Secondo un articolo di Al Jazeera poi, il segretario generale dell’Onu Antonio Guterres ha confermato che ci sono stati 145 casi di violenze sessuali e abusi all’interno delle missioni di pace delle Nazioni Unite nel solo 2016, con un incremento rispetto ai 99 casi del 2015. I paesi più coinvolti sono Haiti, la Repubblica Centro Africana, la Repubblica Democratica del Congo, il Sud Sudan. Solo in pochi denunciano le violenze subite; molti altri continuano ad aver paura di parlare e le loro storie non verranno mai raccontate.
Nel mirino dell’inchiesta non c’è solo Oxfam: ben 30 persone dell’organizzazione Save the Children sono state allontanate con l’accusa di violenze sessuali. “Credo quindi che il problema riguardi l’intero settore. Quello che possiamo vedere e quello che tutti in quel settore sanno, o sembrano di sapere, è che gli abusi sessuali si verificano soprattutto in zone di emergenza, in zone disastrate, dove la società civile è collassata. E gli enti di beneficenza devono esserne consapevoli”, afferma O’Neill.
Taina Bien-Aimé, direttrice esecutiva della Coalition Against Trafficking in Women, spiega come la soluzione non sia destituire Oxfam da quei luoghi o privarli dei finanziamenti. Piuttosto è importante creare un dialogo con l’organizzazione per stabilire politiche di zero tolleranza verso gli abusi sessuali, verso lo sfruttamento. “Abbiamo bisogno di vedere più donne con incarichi dirigenziali. E questa è un’opportunità per Oxfam di investire nelle donne e nelle ragazze che hanno sfruttato e brutalizzato (…) Potrebbero avere l’opportunità di ricostruire le loro vite e raggiungere l’autosufficienza economica”, dichiara.

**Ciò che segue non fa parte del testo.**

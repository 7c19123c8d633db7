//! Actor transform with a cached world matrix
//!
//! Position, rotation and uniform scale. Every setter recomputes the world
//! matrix before returning, so a read after a write is never stale, and
//! raises a changed flag that the world consumes to notify components.

use crate::foundation::math::{constants, utils, Mat4, Quat, Vec3};

/// Dot product above which two unit vectors count as the same direction
const SAME_DIRECTION: f32 = 0.9999;

/// Local transform of an actor
///
/// The world matrix applies scale first, then rotation, then translation
/// (`T * R * S` on column vectors).
#[derive(Debug, Clone, PartialEq)]
pub struct Transform {
    position: Vec3,
    rotation: Quat,
    scale: f32,
    world: Mat4,
    changed: bool,
}

impl Default for Transform {
    fn default() -> Self {
        Self {
            position: Vec3::zeros(),
            rotation: Quat::identity(),
            scale: 1.0,
            world: Mat4::identity(),
            changed: false,
        }
    }
}

impl Transform {
    /// Create from position, rotation and scale
    ///
    /// # Panics
    ///
    /// Panics if `scale` is negative.
    pub fn new(position: Vec3, rotation: Quat, scale: f32) -> Self {
        assert!(scale >= 0.0, "Transform scale must be non-negative, got {scale}");
        let mut transform = Self {
            position,
            rotation,
            scale,
            world: Mat4::identity(),
            changed: false,
        };
        transform.compute_world_transform();
        transform
    }

    /// Create at `position` with identity rotation and unit scale
    pub fn from_position(position: Vec3) -> Self {
        Self::new(position, Quat::identity(), 1.0)
    }

    /// Local position
    pub fn position(&self) -> Vec3 {
        self.position
    }

    /// Local rotation
    pub fn rotation(&self) -> Quat {
        self.rotation
    }

    /// Uniform scale
    pub fn scale(&self) -> f32 {
        self.scale
    }

    /// The cached world matrix
    pub fn world_transform(&self) -> &Mat4 {
        &self.world
    }

    /// Set the position and recompute the world matrix
    pub fn set_position(&mut self, position: Vec3) {
        self.position = position;
        self.compute_world_transform();
    }

    /// Set the rotation and recompute the world matrix
    pub fn set_rotation(&mut self, rotation: Quat) {
        self.rotation = rotation;
        self.compute_world_transform();
    }

    /// # Panics
    ///
    /// Panics if `scale` is negative.
    pub fn set_scale(&mut self, scale: f32) {
        assert!(scale >= 0.0, "Transform scale must be non-negative, got {scale}");
        self.scale = scale;
        self.compute_world_transform();
    }

    /// Recompute the world matrix from the current values
    pub fn compute_world_transform(&mut self) {
        self.world = Mat4::new_translation(&self.position)
            * self.rotation.to_homogeneous()
            * Mat4::new_scaling(self.scale);
        self.changed = true;
    }

    /// Whether the world matrix changed since the last [`Self::take_changed`]
    pub fn is_changed(&self) -> bool {
        self.changed
    }

    /// Consume the changed flag
    pub fn take_changed(&mut self) -> bool {
        std::mem::take(&mut self.changed)
    }

    /// Unit forward axis (+X rotated)
    pub fn forward(&self) -> Vec3 {
        self.rotation * utils::unit_forward()
    }

    /// Unit right axis (+Y rotated)
    pub fn right(&self) -> Vec3 {
        self.rotation * utils::unit_right()
    }

    /// Unit up axis (+Z rotated)
    pub fn up(&self) -> Vec3 {
        self.rotation * utils::unit_up()
    }

    /// Replace the rotation so that forward points along `new_forward`
    ///
    /// The rotation is measured from the world forward axis. Directions
    /// opposite to it turn half a circle about the up axis.
    pub fn rotate_to_new_forward(&mut self, new_forward: &Vec3) {
        let Some(target) = new_forward.try_normalize(f32::EPSILON) else {
            return;
        };
        let base = utils::unit_forward();
        let dot = base.dot(&target);

        let rotation = if dot > SAME_DIRECTION {
            Quat::identity()
        } else if dot < -SAME_DIRECTION {
            utils::axis_angle(&utils::unit_up(), constants::PI)
        } else {
            utils::axis_angle(&base.cross(&target), dot.acos())
        };
        self.set_rotation(rotation);
    }
}
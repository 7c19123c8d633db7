//! Logging utilities and structured logging support

pub use log::{debug, info, warn, error, trace, LevelFilter};

/// Initialize the logging system from the `RUST_LOG` environment variable
pub fn init() {
    // A second initialization (tests, embedding apps) is not an error for us
    let _ = env_logger::try_init();
}

/// Initialize the logging system with a default level.
///
/// `RUST_LOG` still overrides `level` when set.
pub fn init_with_level(level: LevelFilter) {
    let _ = env_logger::Builder::new()
        .filter_level(level)
        .parse_default_env()
        .try_init();
}

/// Parse a textual level ("error", "warn", "info", "debug", "trace", "off")
///
/// Unknown strings fall back to [`LevelFilter::Info`].
pub fn parse_level(level: &str) -> LevelFilter {
    level.parse().unwrap_or(LevelFilter::Info)
}
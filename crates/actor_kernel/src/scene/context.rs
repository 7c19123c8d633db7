//! Component-side view of the owning actor and the world

use super::actor::{Actor, ActorId, ActorState, Capabilities};
use super::component::{Component, ComponentId};
use super::transform::Transform;
use super::world::World;
use crate::audio::AudioSystem;
use crate::foundation::math::{Mat4, Quat, Vec3};
use crate::physics::PhysWorld;
use crate::render::RenderCollector;

/// Handed to every component hook
///
/// Holds the owner's handle and mutable access to the world. Transform
/// setters go through the world so that sibling components are notified.
pub struct ActorContext<'w> {
    world: &'w mut World,
    owner: ActorId,
}

impl<'w> ActorContext<'w> {
    pub(crate) fn new(world: &'w mut World, owner: ActorId) -> Self {
        Self { world, owner }
    }

    /// Handle of the actor this context speaks for
    pub fn owner(&self) -> ActorId {
        self.owner
    }

    /// Read access to the whole world
    pub fn world(&self) -> &World {
        &*self.world
    }

    /// Write access to the whole world
    pub fn world_mut(&mut self) -> &mut World {
        &mut *self.world
    }

    /// The owner's transform
    pub fn transform(&self) -> &Transform {
        self.world.transform(self.owner)
    }

    /// The owner's position
    pub fn position(&self) -> Vec3 {
        self.transform().position()
    }

    /// The owner's rotation
    pub fn rotation(&self) -> Quat {
        self.transform().rotation()
    }

    /// The owner's scale
    pub fn scale(&self) -> f32 {
        self.transform().scale()
    }

    /// The owner's forward axis
    pub fn forward(&self) -> Vec3 {
        self.transform().forward()
    }

    /// The owner's right axis
    pub fn right(&self) -> Vec3 {
        self.transform().right()
    }

    /// Move the owner
    pub fn set_position(&mut self, position: Vec3) {
        self.world.set_position(self.owner, position);
    }

    /// Rotate the owner
    pub fn set_rotation(&mut self, rotation: Quat) {
        self.world.set_rotation(self.owner, rotation);
    }

    /// Rescale the owner
    pub fn set_scale(&mut self, scale: f32) {
        self.world.set_scale(self.owner, scale);
    }

    /// Turn the owner to face `forward`
    pub fn rotate_to_new_forward(&mut self, forward: &Vec3) {
        self.world.rotate_to_new_forward(self.owner, forward);
    }

    /// The owner's lifecycle state
    pub fn state(&self) -> ActorState {
        self.world.state(self.owner).unwrap_or(ActorState::Dead)
    }

    /// Change the owner's lifecycle state
    pub fn set_state(&mut self, state: ActorState) {
        self.world.set_state(self.owner, state);
    }

    /// Ask for the owner to be destroyed at the end of the update
    pub fn mark_dead(&mut self) {
        self.world.mark_dead(self.owner);
    }

    /// The owner's capability flags
    pub fn capabilities(&self) -> Capabilities {
        self.world
            .actor(self.owner)
            .map(Actor::capabilities)
            .unwrap_or_default()
    }

    /// Grant capability flags to the owner
    pub fn add_capabilities(&mut self, capabilities: Capabilities) {
        self.world.add_capabilities(self.owner, capabilities);
    }

    /// Revoke capability flags from the owner
    pub fn remove_capabilities(&mut self, capabilities: Capabilities) {
        self.world.remove_capabilities(self.owner, capabilities);
    }

    /// Create a new actor; it receives no calls until the next frame
    pub fn spawn(&mut self, actor: Actor) -> ActorId {
        self.world.add_actor(actor)
    }

    /// Attach a component to any actor, including the owner
    pub fn add_component<C: Component>(&mut self, actor: ActorId, component: C) -> ComponentId {
        self.world.add_component(actor, component)
    }

    /// Collision world, for casts
    pub fn phys(&self) -> &PhysWorld {
        self.world.phys()
    }

    /// Collision world, for box registration
    pub fn phys_mut(&mut self) -> &mut PhysWorld {
        self.world.phys_mut()
    }

    /// Render collector
    pub fn render_mut(&mut self) -> &mut RenderCollector {
        self.world.render_mut()
    }

    /// Audio system
    pub fn audio_mut(&mut self) -> &mut AudioSystem {
        self.world.audio_mut()
    }

    /// Publish a camera view to the renderer and the audio listener
    pub fn set_view_matrix(&mut self, view: Mat4) {
        self.world.set_view_matrix(view);
    }
}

Dalle scuse quindi, bisogna passare all’azione. L’impunità deve finire e i responsabili devono essere trattati come tali: “Credo che l’Onu sia stato un modello terribile in tutte le sue azioni”, afferma Edwige Danticat. Senza dimenticare che una parte della responsabilità è anche dei media che continua a trattare in modo sbagliato queste storie di sfruttamento e di abusi sessuali. Il dibattito nell’opinione verte sulle questioni se le vittime venivano pagate o meno, se erano minori o no: “Non ci sono le storie di queste donne e ragazze, delle loro vite devastate, non si dice se sono ancora vive, come stanno sopravvivendo. Credo che dobbiamo spostare il dibattito sulla cultura dell’impunità e la cultura dell’accesso sessuale maschile al corpo delle donne”, conclude la scrittrice.